> [Problem to solve] Pick out each line below containing "lock".
+===+
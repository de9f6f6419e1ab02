use std::fmt;
use std::sync::Arc;
use std::thread::{self, JoinHandle};
use std::time::Duration;

use parking_lot::{Condvar, Mutex};

#[derive(Default)]
struct StopSignal {
  stopped: Mutex<bool>,
  wake: Condvar,
}

/// A background thread that runs a task at a fixed interval until stopped.
///
/// Stopping is deterministic: [`Janitor::stop`] wakes the thread, waits for
/// any in-progress tick to finish and joins it. Dropping a janitor stops it
/// the same way.
pub struct Janitor {
  name: String,
  interval: Duration,
  signal: Arc<StopSignal>,
  handle: Option<JoinHandle<()>>,
}

impl Janitor {
  /// Spawns a janitor thread running `tick` every `interval`.
  ///
  /// The first tick happens one full interval after spawning.
  pub fn spawn<F>(name: impl Into<String>, interval: Duration, mut tick: F) -> Self
  where
    F: FnMut() + Send + 'static,
  {
    let name = name.into();
    let signal = Arc::new(StopSignal::default());
    let thread_signal = signal.clone();
    let thread_name = name.clone();

    let handle = thread::spawn(move || {
      tracing::debug!(janitor = %thread_name, ?interval, "janitor started");
      loop {
        {
          let mut stopped = thread_signal.stopped.lock();
          if !*stopped {
            thread_signal.wake.wait_for(&mut stopped, interval);
          }
          if *stopped {
            break;
          }
        }
        tick();
      }
      tracing::debug!(janitor = %thread_name, "janitor stopped");
    });

    Self {
      name,
      interval,
      signal,
      handle: Some(handle),
    }
  }

  pub fn name(&self) -> &str {
    &self.name
  }

  pub fn interval(&self) -> Duration {
    self.interval
  }

  /// Returns `true` until the janitor has been stopped.
  pub fn is_running(&self) -> bool {
    self.handle.as_ref().map_or(false, |handle| !handle.is_finished())
  }

  /// Signals the thread to stop and waits for it to exit.
  pub fn stop(mut self) {
    self.shutdown();
  }

  fn shutdown(&mut self) {
    {
      let mut stopped = self.signal.stopped.lock();
      *stopped = true;
    }
    self.signal.wake.notify_all();

    if let Some(handle) = self.handle.take() {
      if handle.thread().id() == thread::current().id() {
        // Dropped from inside its own tick; the loop exits on its own.
        return;
      }
      if handle.join().is_err() {
        tracing::warn!(janitor = %self.name, "janitor thread panicked");
      }
    }
  }
}

impl Drop for Janitor {
  fn drop(&mut self) {
    self.shutdown();
  }
}

impl fmt::Debug for Janitor {
  fn fmt(&self, f: &mut fmt::Formatter<'_>) -> fmt::Result {
    f.debug_struct("Janitor")
      .field("name", &self.name)
      .field("interval", &self.interval)
      .field("running", &self.is_running())
      .finish()
  }
}

#[cfg(test)]
mod tests {
  use super::*;

  use std::sync::atomic::{AtomicUsize, Ordering};
  use std::time::Instant;

  #[test]
  fn ticks_until_stopped() {
    let ticks = Arc::new(AtomicUsize::new(0));
    let janitor = Janitor::spawn("test", Duration::from_millis(5), {
      let ticks = ticks.clone();
      move || {
        ticks.fetch_add(1, Ordering::SeqCst);
      }
    });

    thread::sleep(Duration::from_millis(60));
    assert!(janitor.is_running());
    janitor.stop();

    let after_stop = ticks.load(Ordering::SeqCst);
    assert!(after_stop > 0, "janitor should have ticked");
    thread::sleep(Duration::from_millis(30));
    assert_eq!(ticks.load(Ordering::SeqCst), after_stop, "no ticks after stop");
  }

  #[test]
  fn reports_its_name_and_interval() {
    let janitor = Janitor::spawn("scores-janitor", Duration::from_millis(250), || {});
    assert_eq!(janitor.name(), "scores-janitor");
    assert_eq!(janitor.interval(), Duration::from_millis(250));
    janitor.stop();
  }

  #[test]
  fn stop_does_not_wait_for_the_interval() {
    let janitor = Janitor::spawn("slow", Duration::from_secs(60), || {});
    let started = Instant::now();
    janitor.stop();
    assert!(started.elapsed() < Duration::from_secs(5));
  }

  #[test]
  fn drop_releases_the_task() {
    let owned = Arc::new(());
    let janitor = Janitor::spawn("drop", Duration::from_millis(5), {
      let owned = owned.clone();
      move || {
        assert!(Arc::strong_count(&owned) >= 1);
      }
    });
    assert_eq!(Arc::strong_count(&owned), 2);
    drop(janitor);
    assert_eq!(Arc::strong_count(&owned), 1, "task closure is dropped once joined");
  }
}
+===+
> [Written response]
          let mut stopped = thread_signal.stopped.lock();
      let mut stopped = self.signal.stopped.lock();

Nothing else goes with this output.